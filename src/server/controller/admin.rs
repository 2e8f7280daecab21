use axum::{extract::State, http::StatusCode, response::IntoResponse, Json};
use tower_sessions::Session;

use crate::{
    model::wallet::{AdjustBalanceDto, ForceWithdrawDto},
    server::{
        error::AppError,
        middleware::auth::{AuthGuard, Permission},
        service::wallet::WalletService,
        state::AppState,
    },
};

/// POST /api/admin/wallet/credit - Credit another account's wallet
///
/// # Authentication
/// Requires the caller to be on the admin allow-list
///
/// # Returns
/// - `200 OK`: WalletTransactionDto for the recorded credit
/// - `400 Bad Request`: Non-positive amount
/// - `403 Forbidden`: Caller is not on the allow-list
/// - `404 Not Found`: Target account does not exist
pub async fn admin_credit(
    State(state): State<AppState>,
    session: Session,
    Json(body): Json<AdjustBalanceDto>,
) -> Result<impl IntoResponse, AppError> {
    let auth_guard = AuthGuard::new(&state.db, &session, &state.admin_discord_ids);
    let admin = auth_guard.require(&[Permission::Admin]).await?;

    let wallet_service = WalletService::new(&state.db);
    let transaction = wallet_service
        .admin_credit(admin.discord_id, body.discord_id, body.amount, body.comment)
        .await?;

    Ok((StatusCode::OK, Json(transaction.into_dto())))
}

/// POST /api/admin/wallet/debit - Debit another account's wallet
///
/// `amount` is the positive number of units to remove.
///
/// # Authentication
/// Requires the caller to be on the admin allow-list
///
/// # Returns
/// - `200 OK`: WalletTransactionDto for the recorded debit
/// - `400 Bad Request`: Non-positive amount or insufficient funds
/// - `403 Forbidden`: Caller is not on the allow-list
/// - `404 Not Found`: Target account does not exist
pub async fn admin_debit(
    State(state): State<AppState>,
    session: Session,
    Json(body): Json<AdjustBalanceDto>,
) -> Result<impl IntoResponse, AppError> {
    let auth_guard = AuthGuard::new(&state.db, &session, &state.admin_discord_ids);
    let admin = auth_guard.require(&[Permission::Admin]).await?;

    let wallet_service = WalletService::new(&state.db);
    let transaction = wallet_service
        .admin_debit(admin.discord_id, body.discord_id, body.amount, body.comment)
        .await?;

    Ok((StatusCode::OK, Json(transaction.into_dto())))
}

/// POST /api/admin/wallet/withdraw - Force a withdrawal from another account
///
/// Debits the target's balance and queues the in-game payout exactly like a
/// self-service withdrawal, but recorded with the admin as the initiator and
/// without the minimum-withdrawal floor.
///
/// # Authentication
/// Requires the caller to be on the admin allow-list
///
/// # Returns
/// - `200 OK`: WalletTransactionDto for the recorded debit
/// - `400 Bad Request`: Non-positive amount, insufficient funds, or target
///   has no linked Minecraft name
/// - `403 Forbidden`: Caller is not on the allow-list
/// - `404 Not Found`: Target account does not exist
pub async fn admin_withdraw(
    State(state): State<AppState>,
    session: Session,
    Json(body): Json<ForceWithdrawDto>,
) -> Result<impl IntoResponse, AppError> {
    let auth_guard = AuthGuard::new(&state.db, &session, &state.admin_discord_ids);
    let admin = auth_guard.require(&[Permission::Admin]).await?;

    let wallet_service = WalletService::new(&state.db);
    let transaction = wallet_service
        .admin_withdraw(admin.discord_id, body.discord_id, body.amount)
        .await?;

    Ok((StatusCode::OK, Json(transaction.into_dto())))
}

--

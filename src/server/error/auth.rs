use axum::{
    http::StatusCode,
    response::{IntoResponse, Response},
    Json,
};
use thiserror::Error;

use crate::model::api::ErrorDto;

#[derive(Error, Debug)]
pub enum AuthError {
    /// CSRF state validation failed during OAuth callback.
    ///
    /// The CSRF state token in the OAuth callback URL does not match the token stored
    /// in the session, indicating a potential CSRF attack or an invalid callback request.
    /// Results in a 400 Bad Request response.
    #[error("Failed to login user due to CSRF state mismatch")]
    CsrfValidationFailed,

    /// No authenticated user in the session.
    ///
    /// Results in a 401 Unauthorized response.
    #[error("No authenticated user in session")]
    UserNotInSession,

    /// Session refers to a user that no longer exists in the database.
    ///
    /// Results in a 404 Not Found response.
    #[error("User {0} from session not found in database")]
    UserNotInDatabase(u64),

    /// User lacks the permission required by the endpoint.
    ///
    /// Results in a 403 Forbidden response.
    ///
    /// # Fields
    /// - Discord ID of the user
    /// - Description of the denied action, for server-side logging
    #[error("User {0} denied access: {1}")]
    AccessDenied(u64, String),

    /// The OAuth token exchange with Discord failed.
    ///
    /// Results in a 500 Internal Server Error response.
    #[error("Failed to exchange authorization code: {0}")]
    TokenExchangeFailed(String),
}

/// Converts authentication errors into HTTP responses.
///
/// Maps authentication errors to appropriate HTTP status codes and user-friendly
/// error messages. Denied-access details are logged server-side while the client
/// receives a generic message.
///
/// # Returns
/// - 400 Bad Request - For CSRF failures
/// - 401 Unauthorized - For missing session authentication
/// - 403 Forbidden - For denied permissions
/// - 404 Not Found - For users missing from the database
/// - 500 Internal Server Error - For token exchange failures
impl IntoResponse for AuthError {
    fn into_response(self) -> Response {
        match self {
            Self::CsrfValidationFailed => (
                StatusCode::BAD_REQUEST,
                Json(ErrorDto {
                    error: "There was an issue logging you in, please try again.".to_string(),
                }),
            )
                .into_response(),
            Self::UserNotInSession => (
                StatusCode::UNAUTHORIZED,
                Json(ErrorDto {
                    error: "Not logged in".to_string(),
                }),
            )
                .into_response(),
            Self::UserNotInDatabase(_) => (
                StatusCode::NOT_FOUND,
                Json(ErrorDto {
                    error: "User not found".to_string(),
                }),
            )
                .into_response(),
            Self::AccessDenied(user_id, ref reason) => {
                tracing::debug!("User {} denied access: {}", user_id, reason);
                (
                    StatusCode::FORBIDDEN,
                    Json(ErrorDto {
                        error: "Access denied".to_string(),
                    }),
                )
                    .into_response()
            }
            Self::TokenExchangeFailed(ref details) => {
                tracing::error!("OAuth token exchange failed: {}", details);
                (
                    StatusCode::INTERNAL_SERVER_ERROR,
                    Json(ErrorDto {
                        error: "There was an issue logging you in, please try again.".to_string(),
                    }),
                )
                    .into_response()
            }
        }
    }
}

● **WHAT THE EXERCISE ASKS**
The answer needed is a single number: how many lines in the records above hold the string "from". Please write nothing else.

● **ANSWER SPACE**
3